- From: Norman Walsh <Norman.Walsh@Sun.COM>
- Date: Wed, 16 Aug 2006 10:47:25 -0400
- To: public-xml-processing-model-wg@w3.org
- Message-ID: <87sljwloua.fsf@nwalsh.com>
/ Jeni Tennison <jeni@jenitennison.com> was heard to say: | For-each, choose, viewport (and group) are all special because if we | tried to describe them as components, we would need to pass in pipelines | as one or more of the inputs. I'm going to use pipeline="yes" to | identify such inputs in the following discussion. What you've outlined is certainly logical, but I just don't think of the "body" of these constructs as pipelines passed as an input. And I'm really reluctant to start describing them that way. | If we were to define them as components, this is what they'd look like. Indeed, but these are language constructs and we don't have to define them as components. In my mind, run of the mill components like XSLT or XInclude are black boxes that have inputs and outputs. How they function, what they do, is irrelevant for the purposes of describing the pipeline. Language constructs like for-each and choose have two aspects. From the outside, they're black boxes that have inputs and outputs (and an irrelevant function). From the inside, they have inputs and outputs and a body, a subpipline, that allows the pipeline author to describe what they do in terms of other black boxes.
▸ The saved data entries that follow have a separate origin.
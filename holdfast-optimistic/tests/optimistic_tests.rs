use holdfast_optimistic::{
    OptimisticConfig, OptimisticEvent, OptimisticManager, OptimisticOp, OptimisticUpdate,
    PENDING_TIMEOUT_ERROR, UpdateStatus,
};
use holdfast_types::{ManualClock, RecordId, Timestamp};
use pretty_assertions::assert_eq;
use proptest::prelude::*;
use serde_json::{Value, json};
use std::sync::{Arc, Mutex};
use std::time::Duration;

const T0: u64 = 1_700_000_000_000;

fn manager() -> (OptimisticManager, Arc<ManualClock>) {
    let clock = Arc::new(ManualClock::new(Timestamp::from_millis(T0)));
    let manager = OptimisticManager::with_clock(OptimisticConfig::default(), clock.clone());
    (manager, clock)
}

fn id(s: &str) -> RecordId {
    RecordId::new(s)
}

fn at(table: &str, record: &str, op: OptimisticOp, data: Value, t: u64) -> OptimisticUpdate {
    OptimisticUpdate::new(table, id(record), op, data, Timestamp::from_millis(t))
}

// ── Creation ─────────────────────────────────────────────────────

#[test]
fn insert_assigns_temporary_id_and_notifies() {
    let (manager, _) = manager();
    let seen = Arc::new(Mutex::new(Vec::new()));
    let sink = Arc::clone(&seen);
    manager.subscribe(move |e| sink.lock().unwrap().push(e.clone()));

    let update = manager.create_optimistic_insert("entries", json!({"notes": "hi"}));
    assert!(update.id.is_temporary());
    assert_eq!(update.data["id"], update.id.as_str());
    assert_eq!(update.status, UpdateStatus::Pending);
    assert_eq!(update.timestamp, Timestamp::from_millis(T0));

    let seen = seen.lock().unwrap();
    assert_eq!(*seen, vec![OptimisticEvent::Created(update)]);
}

#[test]
fn insert_keeps_caller_id() {
    let (manager, _) = manager();
    let update = manager.create_optimistic_insert("goals", json!({"id": "g7", "title": "x"}));
    assert_eq!(update.id, id("g7"));
}

#[test]
fn update_and_delete_keep_original_data() {
    let (manager, _) = manager();
    let original = json!({"id": "e1", "notes": "old"});
    let update = manager.create_optimistic_update(
        "entries",
        id("e1"),
        json!({"notes": "new"}),
        Some(original.clone()),
    );
    assert_eq!(update.operation, OptimisticOp::Update);
    assert_eq!(update.original_data, Some(original.clone()));

    let delete = manager.create_optimistic_delete("entries", id("e1"), Some(original));
    assert_eq!(delete.operation, OptimisticOp::Delete);
    assert_eq!(manager.pending_count(), 2);
    assert_eq!(manager.get(&id("e1")).len(), 2);
}

// ── Confirmation ─────────────────────────────────────────────────

#[test]
fn confirm_remaps_temporary_id() {
    let (manager, _) = manager();
    let insert = manager.create_optimistic_insert("entries", json!({"notes": "a"}));
    let temp = insert.id.clone();
    manager.create_optimistic_update("entries", temp.clone(), json!({"notes": "b"}), None);

    let confirmed = manager.confirm_update(&temp, Some(&json!({"id": "srv_9", "notes": "a"})));
    assert_eq!(confirmed, 2);
    assert_eq!(manager.resolve_id(&temp), id("srv_9"));
    assert_eq!(manager.pending_count(), 0);

    // Both ids reach the same record.
    let by_temp = manager.get(&temp);
    let by_real = manager.get(&id("srv_9"));
    assert_eq!(by_temp, by_real);
    assert!(by_real.iter().all(|u| u.id == id("srv_9")));
    assert!(by_real.iter().all(|u| u.status == UpdateStatus::Confirmed));
}

#[test]
fn updates_made_with_stale_temp_id_still_match() {
    let (manager, _) = manager();
    let insert = manager.create_optimistic_insert("entries", json!({"notes": "a"}));
    manager.confirm_update(&insert.id, Some(&json!({"id": "srv_1"})));

    // A caller still holding the temporary id edits the record.
    manager.create_optimistic_update("entries", insert.id.clone(), json!({"notes": "z"}), None);
    let rows = manager.apply_updates("entries", vec![json!({"id": "srv_1", "notes": "a"})]);
    assert_eq!(rows, vec![json!({"id": "srv_1", "notes": "z"})]);
}

#[test]
fn fail_keeps_error_and_drops_from_projection() {
    let (manager, _) = manager();
    let insert = manager.create_optimistic_insert("goals", json!({"title": "x"}));
    assert_eq!(manager.fail_update(&insert.id, "HTTP 400: bad title"), 1);

    let stored = manager.get(&insert.id);
    assert_eq!(stored[0].status, UpdateStatus::Failed);
    assert_eq!(stored[0].error.as_deref(), Some("HTTP 400: bad title"));
    assert!(manager.apply_updates("goals", Vec::new()).is_empty());
}

#[test]
fn settling_by_seq_leaves_later_updates_pending() {
    let (manager, _) = manager();
    let insert = manager.create_optimistic_insert("entries", json!({"notes": "a"}));
    let delete = manager.create_optimistic_delete("entries", insert.id.clone(), None);

    let confirmed = manager.confirm_seqs(&insert.id, &[insert.seq], Some(&json!({"id": "srv_4"})));
    assert_eq!(confirmed, 1);
    assert_eq!(manager.resolve_id(&insert.id), id("srv_4"));
    assert_eq!(manager.pending_count(), 1);

    // The delete is still open and can be rejected on its own.
    assert_eq!(manager.fail_seqs(&id("srv_4"), &[delete.seq], "HTTP 403: forbidden"), 1);
    let rows = manager.apply_updates("entries", vec![json!({"id": "srv_4", "notes": "a"})]);
    assert_eq!(rows, vec![json!({"id": "srv_4", "notes": "a"})]);
}

// ── Projection ───────────────────────────────────────────────────

#[test]
fn later_update_wins_regardless_of_tracking_order() {
    let (manager, _) = manager();
    manager.track(at("entries", "e1", OptimisticOp::Update, json!({"x": 2}), T0 + 2));
    manager.track(at("entries", "e1", OptimisticOp::Update, json!({"x": 1}), T0 + 1));

    let rows = manager.apply_updates("entries", vec![json!({"id": "e1", "x": 0})]);
    assert_eq!(rows, vec![json!({"id": "e1", "x": 2})]);
}

#[test]
fn update_then_delete_nets_to_absent() {
    let (manager, _) = manager();
    manager.track(at("entries", "e1", OptimisticOp::Delete, Value::Null, T0 + 2));
    manager.track(at("entries", "e1", OptimisticOp::Update, json!({"x": 1}), T0 + 1));

    let rows = manager.apply_updates("entries", vec![json!({"id": "e1"}), json!({"id": "e2"})]);
    assert_eq!(rows, vec![json!({"id": "e2"})]);
}

#[test]
fn delete_then_upsert_nets_to_present() {
    let (manager, _) = manager();
    manager.track(at("entries", "e1", OptimisticOp::Upsert, json!({"x": 9}), T0 + 2));
    manager.track(at("entries", "e1", OptimisticOp::Delete, Value::Null, T0 + 1));

    let rows = manager.apply_updates("entries", vec![json!({"id": "e1", "x": 1})]);
    assert_eq!(rows, vec![json!({"id": "e1", "x": 9})]);
}

#[test]
fn insert_already_in_snapshot_is_not_duplicated() {
    let (manager, _) = manager();
    let insert = manager.create_optimistic_insert("goals", json!({"title": "Run"}));
    manager.confirm_update(&insert.id, Some(&json!({"id": "g1", "title": "Run"})));

    let rows = manager.apply_updates("goals", vec![json!({"id": "g1", "title": "Run"})]);
    assert_eq!(rows.len(), 1);
    assert_eq!(rows[0]["id"], "g1");
}

#[test]
fn projection_is_scoped_to_table() {
    let (manager, _) = manager();
    manager.create_optimistic_insert("goals", json!({"title": "g"}));
    manager.create_optimistic_insert("entries", json!({"notes": "e"}));

    assert_eq!(manager.apply_updates("goals", Vec::new()).len(), 1);
    assert_eq!(manager.updates_for("categories").len(), 0);
}

#[test]
fn update_for_missing_row_is_ignored() {
    let (manager, _) = manager();
    manager.create_optimistic_update("entries", id("ghost"), json!({"x": 1}), None);
    assert!(manager.apply_updates("entries", Vec::new()).is_empty());
}

// ── Sweep ────────────────────────────────────────────────────────

#[test]
fn sweep_times_out_stale_pending() {
    let (manager, clock) = manager();
    let update = manager.create_optimistic_insert("entries", json!({}));

    clock.advance(Duration::from_secs(29));
    assert_eq!(manager.sweep().timed_out, 0);

    clock.advance(Duration::from_secs(2));
    let report = manager.sweep();
    assert_eq!(report.timed_out, 1);
    let stored = manager.get(&update.id);
    assert_eq!(stored[0].status, UpdateStatus::Failed);
    assert_eq!(stored[0].error.as_deref(), Some(PENDING_TIMEOUT_ERROR));
}

#[test]
fn sweep_purges_settled_by_age() {
    let (manager, _) = manager();
    let confirmed = manager.create_optimistic_insert("entries", json!({"id": "c"}));
    let failed = manager.create_optimistic_insert("entries", json!({"id": "f"}));
    manager.confirm_update(&confirmed.id, None);
    manager.fail_update(&failed.id, "nope");

    let at_six_minutes = Timestamp::from_millis(T0).plus(Duration::from_secs(6 * 60));
    let report = manager.sweep_at(at_six_minutes);
    assert_eq!(report.purged_confirmed, 1);
    assert_eq!(report.purged_failed, 0);
    assert_eq!(manager.len(), 1);

    let at_eleven_minutes = Timestamp::from_millis(T0).plus(Duration::from_secs(11 * 60));
    assert_eq!(manager.sweep_at(at_eleven_minutes).purged_failed, 1);
    assert!(manager.is_empty());
}

#[test]
fn sweep_prunes_orphaned_aliases() {
    let (manager, clock) = manager();
    let insert = manager.create_optimistic_insert("entries", json!({}));
    manager.confirm_update(&insert.id, Some(&json!({"id": "srv_1"})));
    assert_eq!(manager.resolve_id(&insert.id), id("srv_1"));

    clock.advance(Duration::from_secs(6 * 60));
    manager.sweep();
    assert_eq!(manager.resolve_id(&insert.id), insert.id);
}

#[tokio::test(start_paused = true)]
async fn background_sweeper_runs_on_interval() {
    let clock = Arc::new(ManualClock::new(Timestamp::from_millis(T0)));
    let config = OptimisticConfig::default().with_sweep_interval(Duration::from_secs(60));
    let manager = OptimisticManager::with_clock(config, clock.clone());
    manager.create_optimistic_insert("entries", json!({}));
    clock.advance(Duration::from_secs(45));

    let handle = manager.start_sweeper();
    tokio::time::sleep(Duration::from_secs(61)).await;
    assert_eq!(manager.pending_count(), 0);
    handle.abort();
}

#[tokio::test(start_paused = true)]
async fn zero_sweep_interval_from_json_keeps_running() {
    let config: OptimisticConfig = serde_json::from_str(r#"{"sweepInterval": 0}"#).unwrap();
    let manager = OptimisticManager::new(config);

    let handle = manager.start_sweeper();
    tokio::time::sleep(Duration::from_millis(20)).await;
    assert!(!handle.is_finished());
    handle.abort();
}

// ── Ordering property ────────────────────────────────────────────

proptest! {
    #[test]
    fn replay_order_follows_timestamps(order in (1usize..12).prop_flat_map(|n| {
        Just((0..n as u64).collect::<Vec<_>>()).prop_shuffle()
    })) {
        let (manager, _) = manager();
        for t in &order {
            manager.track(at("entries", "e1", OptimisticOp::Update, json!({"x": t}), T0 + t));
        }
        let rows = manager.apply_updates("entries", vec![json!({"id": "e1", "x": -1})]);
        let newest = order.len() as u64 - 1;
        prop_assert_eq!(rows, vec![json!({"id": "e1", "x": newest})]);
    }
}
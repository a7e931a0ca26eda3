//! Durable operation queue for the Holdfast sync core.
//!
//! Mutations made while offline (or faster than the network can absorb)
//! are appended to a FIFO that is persisted to a [`DurableStore`] after
//! every change. Redundant entries collapse per entity as they arrive, so
//! the queue holds at most one UPDATE or REMOVE for any entity and an ADD
//! that is removed before it was ever sent vanishes entirely.
//!
//! [`SyncQueue::process`] replays the queue through the request batcher on
//! pooled connections. Each operation leaves the persisted queue as soon as
//! it has an outcome, so a crash mid-pass leaves exactly the operations that
//! had not finished.
//!
//! [`DurableStore`]: holdfast_store::DurableStore

mod collapse;
mod config;
mod dispatch;
mod error;
mod operation;
mod queue;

pub use collapse::{Collapse, collapse};
pub use config::{DEFAULT_STORAGE_KEY, QueueConfig};
pub use dispatch::USER_ID_FIELD;
pub use error::{QueueError, QueueResult};
pub use operation::{QueueRecord, SyncAction, SyncOperation};
pub use queue::{
    IdMapping, OperationFailure, OperationSuccess, ProcessReport, SyncQueue, SyncStatus,
};
impl ConnectionPool {
    /// Creates an empty pool. Call [`initialize`](Self::initialize) to open
    /// the minimum number of connections up front.
    pub fn new(config: PoolConfig, connector: Arc<dyn RemoteConnector>) -> Self {
        Self {
            inner: Arc::new(PoolInner {
                config: config.normalized(),
                connector,
                state: Mutex::new(PoolState::default()),
                events: Observers::new("connection-pool"),
                is_initializing: AtomicBool::new(false),
                closed: AtomicBool::new(false),
            }),
        }
    }

    /// Returns the configuration.
    pub fn config(&self) -> &PoolConfig {
        &self.inner.config
    }

    /// Registers a listener for pool events.
    pub fn subscribe<F>(&self, listener: F) -> holdfast_types::ListenerId
    where
        F: Fn(&PoolEvent) + Send + Sync + 'static,
    {
        self.inner.events.subscribe(listener)
    }

    /// Opens connections until the pool holds `min_connections`.
    ///
    /// Concurrent calls while one is running return immediately.
    pub async fn initialize(&self) -> PoolResult<()> {
        if self
            .inner
            .is_initializing
            .compare_exchange(false, true, Ordering::SeqCst, Ordering::SeqCst)
            .is_err()
        {
            debug!("pool initialization already in progress");
            return Ok(());
        }

        let result = self.fill_to_min().await;
        self.inner.is_initializing.store(false, Ordering::SeqCst);

        let created = result?;
        info!(created, min = self.inner.config.min_connections, "connection pool initialized");
        Ok(())
    }

    /// Checks out a connection, opening one or waiting if necessary.
    pub async fn acquire(&self) -> PoolResult<Connection> {
        let timeout = self.inner.config.acquire_timeout;
        let poll = self.inner.config.acquire_poll_interval;
        let deadline = Instant::now() + timeout;

        loop {
            if self.is_closed() {
                return Err(PoolError::Closed);
            }

            match self.try_checkout() {
                Checkout::Ready(conn) => {
                    self.inner.events.emit(&PoolEvent::Acquired { id: conn.id });
                    return Ok(conn);
                }
                Checkout::Create => {
                    let conn = self
                        .open_reserved(ConnectionStatus::Busy)
                        .await
                        .map_err(PoolError::Connect)?;
                    self.inner.events.emit(&PoolEvent::Acquired { id: conn.id });
                    return Ok(conn);
                }
                Checkout::Exhausted => {}
            }

            let now = Instant::now();
            if now >= deadline {
                warn!(waited_ms = timeout.as_millis() as u64, "connection pool exhausted");
                return Err(PoolError::AcquireTimeout { waited: timeout });
            }
            sleep(poll.min(deadline - now)).await;
        }
    }

    /// Returns a connection to the idle set.
    pub fn release(&self, conn: Connection) {
        let found = {
            let mut state = lock(&self.inner.state);
            match state.find_mut(conn.id) {
                Some(pooled) => {
                    pooled.status = ConnectionStatus::Idle;
                    pooled.last_used = Instant::now();
                    true
                }
                None => false,
            }
        };

        if found {
            self.inner.events.emit(&PoolEvent::Released { id: conn.id });
        } else {
            debug!(id = %conn.id, "released connection no longer in pool");
        }
    }

    /// Records a failure on a connection.
    ///
    /// At `max_errors` the connection is retired and a replacement is opened
    /// in the background; below that it is withheld until the next health
    /// check pings it successfully.
    pub fn mark_error(&self, conn: Connection) {
        let max_errors = self.inner.config.max_errors;
        let (errors, retired, replace) = {
            let mut state = lock(&self.inner.state);
            let Some(pooled) = state.find_mut(conn.id) else {
                debug!(id = %conn.id, "errored connection no longer in pool");
                return;
            };
            pooled.errors += 1;
            pooled.last_used = Instant::now();
            let errors = pooled.errors;

            if errors >= max_errors {
                state.remove(conn.id);
                let replace = !self.is_closed() && self.reserve_slot(&mut state);
                (errors, true, replace)
            } else {
                pooled.status = ConnectionStatus::Error;
                (errors, false, false)
            }
        };

        self.inner.events.emit(&PoolEvent::ErrorMarked { id: conn.id, errors });

        if retired {
            warn!(id = %conn.id, errors, "retiring connection after repeated errors");
            self.inner.events.emit(&PoolEvent::Retired {
                id: conn.id,
                reason: RetireReason::TooManyErrors,
            });
        }

        if replace {
            let pool = self.clone();
            tokio::spawn(async move {
                if let Err(e) = pool.open_reserved(ConnectionStatus::Idle).await {
                    warn!(error = %e, "failed to open replacement connection");
                    pool.inner
                        .events
                        .emit(&PoolEvent::ReplacementFailed { error: e.to_string() });
                }
            });
        }
    }

    /// Runs `f` on a pooled connection.
    ///
    /// The connection is released when `f` succeeds and marked as errored
    /// when it fails, exactly once either way. If the returned future is
    /// dropped before `f` finishes, the connection is released.
    pub async fn with_connection<T, F, Fut>(&self, f: F) -> PoolResult<T>
    where
        F: FnOnce(Arc<dyn RemoteService>) -> Fut,
        Fut: Future<Output = RemoteResult<T>>,
    {
        let conn = self.acquire().await?;
        let handle = conn.handle();
        let mut lease = Lease {
            pool: self,
            conn: Some(conn),
        };

        let result = f(handle).await;
        lease.settle(result.is_ok());
        result.map_err(PoolError::Remote)
    }

    /// Pings idle and errored connections, retires stale ones, and tops the
    /// pool back up to `min_connections`.
    pub async fn health_check(&self) -> HealthReport {
        let mut report = HealthReport::default();
        if self.is_closed() {
            return report;
        }

        let probes: Vec<(ConnectionId, Arc<dyn RemoteService>)> = {
            let mut state = lock(&self.inner.state);
            state
                .connections
                .iter_mut()
                .filter(|c| c.status != ConnectionStatus::Busy)
                .map(|c| {
                    c.status = ConnectionStatus::Busy;
                    (c.id, Arc::clone(&c.handle))
                })
                .collect()
        };
        report.pinged = probes.len();

        let results = join_all(probes.into_iter().map(|(id, handle)| async move {
            (id, handle.ping().await)
        }))
        .await;

        let mut retired = Vec::new();
        {
            let max_errors = self.inner.config.max_errors;
            let mut state = lock(&self.inner.state);
            for (id, result) in results {
                let Some(pooled) = state.find_mut(id) else {
                    continue;
                };
                match result {
                    Ok(()) => pooled.status = ConnectionStatus::Idle,
                    Err(e) => {
                        report.failed += 1;
                        pooled.errors += 1;
                        debug!(%id, errors = pooled.errors, error = %e, "health check ping failed");
                        if pooled.errors >= max_errors {
                            state.remove(id);
                            retired.push((id, RetireReason::TooManyErrors));
                        } else {
                            pooled.status = ConnectionStatus::Error;
                        }
                    }
                }
            }

            let min = self.inner.config.min_connections;
            let idle_timeout = self.inner.config.idle_timeout;
            let now = Instant::now();
            let mut stale: Vec<(ConnectionId, Instant)> = state
                .connections
                .iter()
                .filter(|c| {
                    c.status == ConnectionStatus::Idle
                        && now.saturating_duration_since(c.last_used) > idle_timeout
                })
                .map(|c| (c.id, c.last_used))
                .collect();
            stale.sort_by_key(|(_, last_used)| *last_used);

            for (id, _) in stale {
                if state.connections.len() <= min {
                    break;
                }
                state.remove(id);
                retired.push((id, RetireReason::IdleTimeout));
            }
        }

        report.retired = retired.len();
        for (id, reason) in retired {
            debug!(%id, ?reason, "retired connection");
            self.inner.events.emit(&PoolEvent::Retired { id, reason });
        }

        match self.fill_to_min().await {
            Ok(created) => report.created = created,
            Err(e) => warn!(error = %e, "health check could not restore minimum pool size"),
        }

        report.total = lock(&self.inner.state).connections.len();
        debug!(?report, "pool health check complete");
        self.inner.events.emit(&PoolEvent::HealthCheck(report.clone()));
        report
    }

    /// Spawns the periodic health check.
    pub fn start_health_check(&self) -> JoinHandle<()> {
        let pool = self.clone();
        let period = self.inner.config.health_check_interval;
        tokio::spawn(async move {
            let mut ticker = tokio::time::interval(period);
            ticker.set_missed_tick_behavior(tokio::time::MissedTickBehavior::Delay);
            ticker.tick().await;
            loop {
                ticker.tick().await;
                if pool.is_closed() {
                    break;
                }
                pool.health_check().await;
            }
        })
    }

    /// Closes the pool; subsequent acquires fail with [`PoolError::Closed`].
    pub fn shutdown(&self) {
        self.inner.closed.store(true, Ordering::SeqCst);
        let drained: Vec<ConnectionId> = {
            let mut state = lock(&self.inner.state);
            state.connections.drain(..).map(|c| c.id).collect()
        };
        for id in drained {
            self.inner.events.emit(&PoolEvent::Retired {
                id,
                reason: RetireReason::Shutdown,
            });
        }
        info!("connection pool shut down");
    }

    /// Returns true once [`shutdown`](Self::shutdown) has been called.
    pub fn is_closed(&self) -> bool {
        self.inner.closed.load(Ordering::SeqCst)
    }

    /// Current occupancy.
    pub fn status(&self) -> PoolStatus {
        let state = lock(&self.inner.state);
        let mut status = PoolStatus {
            total: state.connections.len(),
            creating: state.creating,
            ..PoolStatus::default()
        };
        for c in &state.connections {
            match c.status {
                ConnectionStatus::Idle => status.idle += 1,
                ConnectionStatus::Busy => status.busy += 1,
                ConnectionStatus::Error => status.error += 1,
            }
        }
        status
    }

    /// Number of open connections.
    pub fn size(&self) -> usize {
        lock(&self.inner.state).connections.len()
    }

    /// Snapshot of every pooled connection.
    pub fn connections(&self) -> Vec<ConnectionInfo> {
        lock(&self.inner.state)
            .connections
            .iter()
            .map(PooledConnection::info)
            .collect()
    }

    fn try_checkout(&self) -> Checkout {
        let mut state = lock(&self.inner.state);
        if let Some(pooled) = state
            .connections
            .iter_mut()
            .find(|c| c.status == ConnectionStatus::Idle)
        {
            pooled.status = ConnectionStatus::Busy;
            pooled.usage_count += 1;
            pooled.last_used = Instant::now();
            return Checkout::Ready(Connection {
                id: pooled.id,
                handle: Arc::clone(&pooled.handle),
            });
        }

        if self.reserve_slot(&mut state) {
            Checkout::Create
        } else {
            Checkout::Exhausted
        }
    }

    fn reserve_slot(&self, state: &mut PoolState) -> bool {
        if state.size() < self.inner.config.max_connections {
            state.creating += 1;
            true
        } else {
            false
        }
    }

    /// Opens a connection into a slot already reserved with `reserve_slot`.
    async fn open_reserved(&self, status: ConnectionStatus) -> RemoteResult<Connection> {
        let mut slot = CreateSlot {
            pool: &self.inner,
            armed: true,
        };
        let handle = self.inner.connector.connect().await;

        let mut state = lock(&self.inner.state);
        state.creating = state.creating.saturating_sub(1);
        slot.armed = false;

        let handle = handle?;
        if self.is_closed() {
            return Err(RemoteError::Network("connection pool is closed".into()));
        }

        state.next_id += 1;
        let id = ConnectionId(state.next_id);
        let now = Instant::now();
        state.connections.push(PooledConnection {
            id,
            handle: Arc::clone(&handle),
            status,
            last_used: now,
            created_at: now,
            usage_count: u64::from(status == ConnectionStatus::Busy),
            errors: 0,
        });
        drop(state);

        debug!(%id, "opened connection");
        self.inner.events.emit(&PoolEvent::Created { id });
        Ok(Connection { id, handle })
    }

    async fn fill_to_min(&self) -> PoolResult<usize> {
        let min = self.inner.config.min_connections;
        let mut created = 0;
        loop {
            let reserved = {
                let mut state = lock(&self.inner.state);
                state.size() < min && self.reserve_slot(&mut state)
            };
            if !reserved {
                return Ok(created);
            }
            self.open_reserved(ConnectionStatus::Idle)
                .await
                .map_err(PoolError::Connect)?;
            created += 1;
        }
    }
}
It feels awkward to me to try to describe the body as an input to some more general definition of a component. Given: <choose name="branch" ref="some!document"> <when test="//a"> <declare-output port="out1" ref="a!b"/> <declare-output port="out2" ref="c!d"/> ...steps... </when> <when test="//b"> <declare-output port="out1" ref="e!f"/> <declare-output port="out2" ref="g!h"/> ...steps... </when> <otherwise> <declare-output port="out1" ref="i!j"/> <declare-output port="out2" ref="k!l"/> ...steps... </otherwise> </choose> I think it's component declaration is simply: <component name="branch"> <declare-output port="out1"/> <declare-output port="out2"/> </component> Be seeing you, norm -- Norman Walsh XML Standards Architect Sun Microsystems, Inc.